Voici un petit texte d'Henri Ciriani que j'aime beaucoup et que je vous conseille de lire...jusqu'au bout :
Je pense que l'architecte est quelqu'un de très bien, quelqu'un qui ne produit pas par son action des violences. Même le bâtiment le plus laid ne tue personne. Etre un architecte est aujourd'hui une responsabilité sociale bien supérieure à hier, où on avait un peu la complicité sociale avec nous. L'architecture a à faire avec l'amélioration de la vie de l'homme, et je combats tous ceux qui ne l'améliorent pas. L'architecture a à faire avec une méditation de l'usage. Méditer n'est pas réfléchir, ni penser, c'est donner le temps de penser. Quand on est architecte, on ne peut pas être pressé. Un architecte n'est pas quelqu'un qui s'installe dans le passé, ou qui peut s'identifier avec l'histoire. Je pense avec ma génération que l'histoire est un ami. Nous sommes obligés d'avoir toute la culture avec nous, et nous ne pouvons donner que tout notre temps pour travailler. A l'intérieur de cela, les gens vous prennent pour un Cro-Magnon, quand on dit que l'architecte, c'est quelqu'un qui ne peut pas souffrir le monde comme il est, c'est la raison pour laquelle son objectif est de le transformer. Sans transformation, il n'y a pas d'architecture.
L'architecture est une transformation de la réalité, le titre à l'intérieur duquel on m'a mis désenchantement ou désir ne me convient pas du tout. Je ne suis pas désenchanté. Pour être désenchanté, il faut avoir espéré que quelqu'un d'autre ait résolu les problèmes. Un architecte, c'est quelqu'un qui se lève le matin pour les résoudre. Nous savons tous que c'est dur et difficile. Je peux dire par contre que le fait que ce soit l'Etat qui organise ces journées de l'Architecture est unique au monde.
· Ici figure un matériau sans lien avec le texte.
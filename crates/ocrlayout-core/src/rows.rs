use crate::fragment::Fragment;

/// A visual text line: fragments judged to lie on the same row of the page,
/// sorted left-to-right by their left edge.
#[derive(Debug, Clone, PartialEq)]
#[cfg_attr(feature = "serde", derive(serde::Serialize, serde::Deserialize))]
pub struct Row {
    /// Fragments in this row, sorted ascending by `bbox.x0`.
    pub fragments: Vec<Fragment>,
}

impl Row {
    pub fn is_empty(&self) -> bool {
        self.fragments.is_empty()
    }

    pub fn len(&self) -> usize {
        self.fragments.len()
    }
}

/// Cluster fragments into top-to-bottom rows by vertical proximity.
///
/// Fragments are sorted ascending by `mid_y`, then walked with a current-row
/// accumulator. Each fragment's `mid_y` is compared to the `mid_y` of the
/// **last fragment added to the current row** — not a row average — and
/// joins the row when the absolute difference is within `y_tolerance`;
/// otherwise the row closes and a new one starts.
///
/// The chained anchor means a smooth sequence of small baseline drifts stays
/// in one row even when the first and last member differ by more than
/// `y_tolerance`. That chain drift is accepted behavior; a centroid or
/// interval-merge rule would change observable grouping.
///
/// O(n log n), dominated by the sort. Deterministic: fragments with equal
/// `mid_y` keep their relative input order (stable sort). `y_tolerance` of
/// zero groups only fragments with exactly equal `mid_y`.
///
/// Each returned row's members are sorted ascending by `x0` as a post-step;
/// rows come out ordered by the `mid_y` of their first-inserted member.
pub fn group_into_rows(fragments: Vec<Fragment>, y_tolerance: f64) -> Vec<Row> {
    if fragments.is_empty() {
        return Vec::new();
    }

    let mut sorted = fragments;
    sorted.sort_by(|a, b| {
        a.bbox
            .mid_y()
            .partial_cmp(&b.bbox.mid_y())
            .expect("fragment mid_y is not NaN")
    });

    let mut rows: Vec<Row> = Vec::new();
    let mut current: Vec<Fragment> = Vec::new();

    for frag in sorted {
        match current.last() {
            Some(last) if (frag.bbox.mid_y() - last.bbox.mid_y()).abs() <= y_tolerance => {
                current.push(frag);
            }
            Some(_) => {
                rows.push(Row {
                    fragments: std::mem::take(&mut current),
                });
                current.push(frag);
            }
            None => current.push(frag),
        }
    }
    if !current.is_empty() {
        rows.push(Row { fragments: current });
    }

    // Left-to-right reading order within each row, independent of grouping.
    for row in &mut rows {
        row.fragments.sort_by(|a, b| {
            a.bbox
                .x0
                .partial_cmp(&b.bbox.x0)
                .expect("fragment x0 is not NaN")
        });
    }

    rows
}

#[cfg(test)]
mod tests {
    use super::*;
    use crate::geometry::Rect;

    fn frag(text: &str, x: f64, y: f64, w: f64, h: f64) -> Fragment {
        Fragment::new(text, Rect::from_origin_size(x, y, w, h))
    }

    #[test]
    fn test_empty_input() {
        assert!(group_into_rows(Vec::new(), 10.0).is_empty());
    }

    #[test]
    fn test_single_fragment() {
        let rows = group_into_rows(vec![frag("only", 0.0, 0.0, 10.0, 10.0)], 10.0);
        assert_eq!(rows.len(), 1);
        assert_eq!(rows[0].len(), 1);
        assert_eq!(rows[0].fragments[0].text, "only");
    }

    #[test]
    fn test_two_rows_two_columns() {
        let rows = group_into_rows(
            vec![
                frag("Name", 0.0, 0.0, 40.0, 10.0),
                frag("Age", 200.0, 0.0, 30.0, 10.0),
                frag("John", 0.0, 20.0, 40.0, 10.0),
                frag("25", 200.0, 20.0, 20.0, 10.0),
            ],
            10.0,
        );
        assert_eq!(rows.len(), 2);
        let texts: Vec<Vec<&str>> = rows
            .iter()
            .map(|r| r.fragments.iter().map(|f| f.text.as_str()).collect())
            .collect();
        assert_eq!(texts, vec![vec!["Name", "Age"], vec!["John", "25"]]);
    }

    #[test]
    fn test_rows_sorted_left_to_right() {
        // Given right-to-left, members come out sorted by x0
        let rows = group_into_rows(
            vec![
                frag("b", 100.0, 0.0, 10.0, 10.0),
                frag("a", 0.0, 0.0, 10.0, 10.0),
            ],
            5.0,
        );
        assert_eq!(rows.len(), 1);
        assert_eq!(rows[0].fragments[0].text, "a");
        assert_eq!(rows[0].fragments[1].text, "b");
    }

    #[test]
    fn test_rows_ordered_top_to_bottom() {
        let rows = group_into_rows(
            vec![
                frag("low", 0.0, 100.0, 10.0, 10.0),
                frag("high", 0.0, 0.0, 10.0, 10.0),
                frag("mid", 0.0, 50.0, 10.0, 10.0),
            ],
            5.0,
        );
        let texts: Vec<&str> = rows
            .iter()
            .map(|r| r.fragments[0].text.as_str())
            .collect();
        assert_eq!(texts, vec!["high", "mid", "low"]);
    }

    #[test]
    fn test_tolerance_boundary_inclusive() {
        // mid_y difference exactly equal to the tolerance groups together
        let a = frag("a", 0.0, 0.0, 10.0, 10.0); // mid_y = 5
        let b = frag("b", 20.0, 10.0, 10.0, 10.0); // mid_y = 15
        let rows = group_into_rows(vec![a.clone(), b.clone()], 10.0);
        assert_eq!(rows.len(), 1);

        // ...and a hair past it splits
        let c = frag("c", 20.0, 10.2, 10.0, 10.0); // mid_y = 15.2
        let rows = group_into_rows(vec![a, c], 10.0);
        assert_eq!(rows.len(), 2);
    }

    #[test]
    fn test_zero_tolerance_exact_grouping() {
        let rows = group_into_rows(
            vec![
                frag("a", 0.0, 0.0, 10.0, 10.0),
                frag("b", 20.0, 0.0, 10.0, 10.0),
                frag("c", 0.0, 0.1, 10.0, 10.0),
            ],
            0.0,
        );
        assert_eq!(rows.len(), 2);
        assert_eq!(rows[0].len(), 2);
        assert_eq!(rows[1].fragments[0].text, "c");
    }

    #[test]
    fn test_anchor_is_last_member_not_first() {
        // mid_ys 5, 13, 21: each consecutive pair is within tolerance 8,
        // first-to-last is not. Chained anchor keeps all three together.
        let rows = group_into_rows(
            vec![
                frag("a", 0.0, 0.0, 10.0, 10.0),
                frag("b", 20.0, 8.0, 10.0, 10.0),
                frag("c", 40.0, 16.0, 10.0, 10.0),
            ],
            8.0,
        );
        assert_eq!(rows.len(), 1);
        assert_eq!(rows[0].len(), 3);
    }

    #[test]
    fn test_grouping_is_deterministic() {
        let fragments = vec![
            frag("w", 30.0, 4.0, 10.0, 10.0),
            frag("x", 0.0, 0.0, 10.0, 10.0),
            frag("y", 10.0, 25.0, 10.0, 10.0),
            frag("z", 5.0, 3.0, 10.0, 10.0),
        ];
        let first = group_into_rows(fragments.clone(), 6.0);
        let second = group_into_rows(fragments, 6.0);
        assert_eq!(first, second);
    }
}
/// Bounding rectangle with top-left origin coordinate system.
///
/// Coordinates are in page pixels at the rasterization scale:
/// - `x0`: left edge
/// - `top`: top edge (distance from top of page)
/// - `x1`: right edge
/// - `bottom`: bottom edge (distance from top of page)
#[derive(Debug, Clone, Copy, PartialEq)]
#[cfg_attr(feature = "serde", derive(serde::Serialize, serde::Deserialize))]
pub struct Rect {
    pub x0: f64,
    pub top: f64,
    pub x1: f64,
    pub bottom: f64,
}

impl Rect {
    pub fn new(x0: f64, top: f64, x1: f64, bottom: f64) -> Self {
        Self {
            x0,
            top,
            x1,
            bottom,
        }
    }

    /// Build a rect from an origin and size.
    pub fn from_origin_size(x: f64, y: f64, width: f64, height: f64) -> Self {
        Self {
            x0: x,
            top: y,
            x1: x + width,
            bottom: y + height,
        }
    }

    /// Width of the rectangle. May be negative for degenerate boxes;
    /// gap classification treats those as overlapping.
    pub fn width(&self) -> f64 {
        self.x1 - self.x0
    }

    /// Height of the rectangle.
    pub fn height(&self) -> f64 {
        self.bottom - self.top
    }

    /// Horizontal midpoint.
    pub fn mid_x(&self) -> f64 {
        (self.x0 + self.x1) / 2.0
    }

    /// Vertical midpoint. Row grouping clusters on this value.
    pub fn mid_y(&self) -> f64 {
        (self.top + self.bottom) / 2.0
    }

    /// Compute the union of two rectangles.
    pub fn union(&self, other: &Rect) -> Rect {
        Rect {
            x0: self.x0.min(other.x0),
            top: self.top.min(other.top),
            x1: self.x1.max(other.x1),
            bottom: self.bottom.max(other.bottom),
        }
    }
}

/// Bounding box in recognizer output coordinates: normalized to [0, 1]
/// with origin bottom-left, y increasing upward.
///
/// Recognition engines report boxes relative to the image they were given;
/// [`to_page_rect`](NormalizedRect::to_page_rect) converts to pixel
/// coordinates with the y-flip into top-left origin space.
#[derive(Debug, Clone, Copy, PartialEq)]
#[cfg_attr(feature = "serde", derive(serde::Serialize, serde::Deserialize))]
pub struct NormalizedRect {
    /// Left edge, fraction of image width.
    pub x0: f64,
    /// Bottom edge, fraction of image height (from the bottom).
    pub y0: f64,
    /// Right edge, fraction of image width.
    pub x1: f64,
    /// Top edge, fraction of image height (from the bottom).
    pub y1: f64,
}

impl NormalizedRect {
    pub fn new(x0: f64, y0: f64, x1: f64, y1: f64) -> Self {
        Self { x0, y0, x1, y1 }
    }

    pub fn width(&self) -> f64 {
        self.x1 - self.x0
    }

    pub fn height(&self) -> f64 {
        self.y1 - self.y0
    }

    /// Convert to pixel coordinates for an image of the given dimensions.
    ///
    /// `top` is measured from the top of the image, so the normalized top
    /// edge `y1` maps to `(1 - y1) * height`.
    pub fn to_page_rect(&self, image_width: f64, image_height: f64) -> Rect {
        Rect::from_origin_size(
            self.x0 * image_width,
            (1.0 - self.y1) * image_height,
            self.width() * image_width,
            self.height() * image_height,
        )
    }
}
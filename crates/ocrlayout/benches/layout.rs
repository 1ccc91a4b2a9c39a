//! Performance benchmarks for ocrlayout-rs.
//!
//! Benchmarks cover the layout pipeline over synthetic fragment grids:
//! row grouping, page assembly, and multi-page document assembly across
//! three page sizes:
//! - Simple: 10 rows x 2 columns
//! - Medium: 50 rows x 5 columns
//! - Dense: 200 rows x 8 columns

use criterion::{Criterion, black_box, criterion_group, criterion_main};
use ocrlayout::{Fragment, LayoutOptions, Rect, assemble_document, assemble_page};
use ocrlayout_core::group_into_rows;

// ---------------------------------------------------------------------------
// Fragment fixture generators
// ---------------------------------------------------------------------------

/// Build a page of `rows` x `cols` fragments laid out as a table grid.
///
/// Column starts are 150px apart (wide-column gaps), rows 20px apart, with
/// a small deterministic y-jitter so grouping does real comparisons.
fn build_page(rows: usize, cols: usize) -> Vec<Fragment> {
    let mut fragments = Vec::with_capacity(rows * cols);
    for r in 0..rows {
        for c in 0..cols {
            let jitter = ((r * 7 + c * 3) % 5) as f64 - 2.0;
            let x = c as f64 * 150.0;
            let y = r as f64 * 20.0 + jitter;
            fragments.push(Fragment::new(
                format!("cell{r}x{c}"),
                Rect::from_origin_size(x, y, 60.0, 10.0),
            ));
        }
    }
    // Shuffle deterministically: recognition output arrives unordered.
    fragments.sort_by_key(|f| {
        let x = f.bbox.x0 as u64;
        let y = f.bbox.top as u64;
        (x.wrapping_mul(2654435761) ^ y.wrapping_mul(40503)) % 10007
    });
    fragments
}

fn bench_row_grouping(c: &mut Criterion) {
    let mut group = c.benchmark_group("row_grouping");
    for (name, rows, cols) in [("simple", 10, 2), ("medium", 50, 5), ("dense", 200, 8)] {
        let page = build_page(rows, cols);
        group.bench_function(name, |b| {
            b.iter(|| group_into_rows(black_box(page.clone()), black_box(10.0)))
        });
    }
    group.finish();
}

fn bench_page_assembly(c: &mut Criterion) {
    let options = LayoutOptions::default();
    let mut group = c.benchmark_group("page_assembly");
    for (name, rows, cols) in [("simple", 10, 2), ("medium", 50, 5), ("dense", 200, 8)] {
        let page = build_page(rows, cols);
        group.bench_function(name, |b| {
            b.iter(|| assemble_page(black_box(page.clone()), black_box(&options)))
        });
    }
    group.finish();
}

fn bench_document_assembly(c: &mut Criterion) {
    let options = LayoutOptions::default();
    let pages: Vec<Vec<Fragment>> = (0..10).map(|_| build_page(50, 5)).collect();
    c.bench_function("document_assembly_10_pages", |b| {
        b.iter(|| assemble_document(black_box(pages.clone()), black_box(&options)))
    });
}

criterion_group!(
    benches,
    bench_row_grouping,
    bench_page_assembly,
    bench_document_assembly
);
criterion_main!(benches);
Donc, je suis un optimiste. Si vous voulez savoir qui je suis, je suis profondément optimiste et ne pense pas que no future soit un bon mot. Le chaos n'est pas mieux que l'ordre, je ne pense pas qu'une architecture de l'esthétique du mal-foutu comme cette salle soit mieux qu'une salle qui fonctionne bien... Cela va pour l'instant ?
Il y a une mutation. Avant, nous avions des idées et nous attendions le moment de les mettre en exercice, tandis que maintenant on est très contents si on nous donne du travail : c'est une mutation. C'est-à-dire que nous assumons le programme. Maintenant, nous avons devant nous une société incapable de fixer un programme, donc nous sommes dans l'obligation d'adapter, et ce n'est pas parce que nous nous adaptons à une société qui ne sait plus où elle va que nous devons imaginer une architecture du mal-foutu, du ça sera bien plus tard, on verra bien... Moins on en définit, mieux on se porte parce qu'à l'intérieur des salles, les machines et les ordinateurs vont pouvoir constamment changer le programme. Je ne suis pas de cette génération-là, je ne suis pas d'accord et je pense que j'ai tort si je peux pousser un jeune à imaginer que le futur, c'est la machine qui va décider pour lui. Qu'il commence son projet, et au fur et à mesure, une transformation se fait. Toute discipline, plus ou moins scientifique, a un secteur expérimental. On le sait. Je pense qu'il faut être suffisamment adulte, civilisé, culturel pour savoir quand cela doit être expérimental, ou pas. Aujourd'hui, on présente l'activité expérimentale comme l'activité proposons du futur. Tandis que l'activité expérimentale signifie expérimentons pour voir ce que cela donne : cela n'a aucune garantie de futur.
Il y a deux préjugés terribles qui précèdent l'arrivée d'un architecte n'importe où. Le premier, c'est qu'il fait cela pour lui. Le second, c'est que c'est plus cher. Vous venez de signifier les deux comme une qualité architecturale. En fait, vous partez du même préjugé, qu'un architecte ne va jamais avoir comme seul objectif de résoudre la problématique de son client, qu'il va faire une oeuvre. Vous le condamnez déjà par cette volonté de faire une oeuvre, bien qu'il soit un être normal, et que le programme soit un programme économique. Je ne comprends pas comment, dans votre condition de philosophe, vous supposez qu'une valeur ajoutée humaine soit négative.
J'ai très bien compris. Ils disent " J'ai un petit terrain, je veux plus grand ", je vous préviens que la responsabilité première d'un architecte est de dilater l'espace. Si après avoir agi sur un terrain de 10 m2, vous avez l'impression d'en avoir 8, il faut mettre en tôle l'architecte. La première responsabilité de l'architecte, humaine, est de faire dilater cet espace. Donner plus d'espace est donc le minimum. Et quand vous dites que vous avez été touché parce qu'à aucun moment, l'architecte ne donne l'impression qu'il va imposer. Pour l'architecte, son métier, c'est de connaître la forme, donc il va imposer ce qui sera vu. Pourquoi serait-ce contradictoire avec la demande ? Pourquoi suppose-t-on que la demande la plus humaine est invisible ? Cela fait plaisir à absolument tout le monde, et c'est là où l'architecte qui dit : " Moi la forme, je ne connais pas, ni l'espace, je fais ce que je peux avec un programme ", il a toujours la salle pour lui.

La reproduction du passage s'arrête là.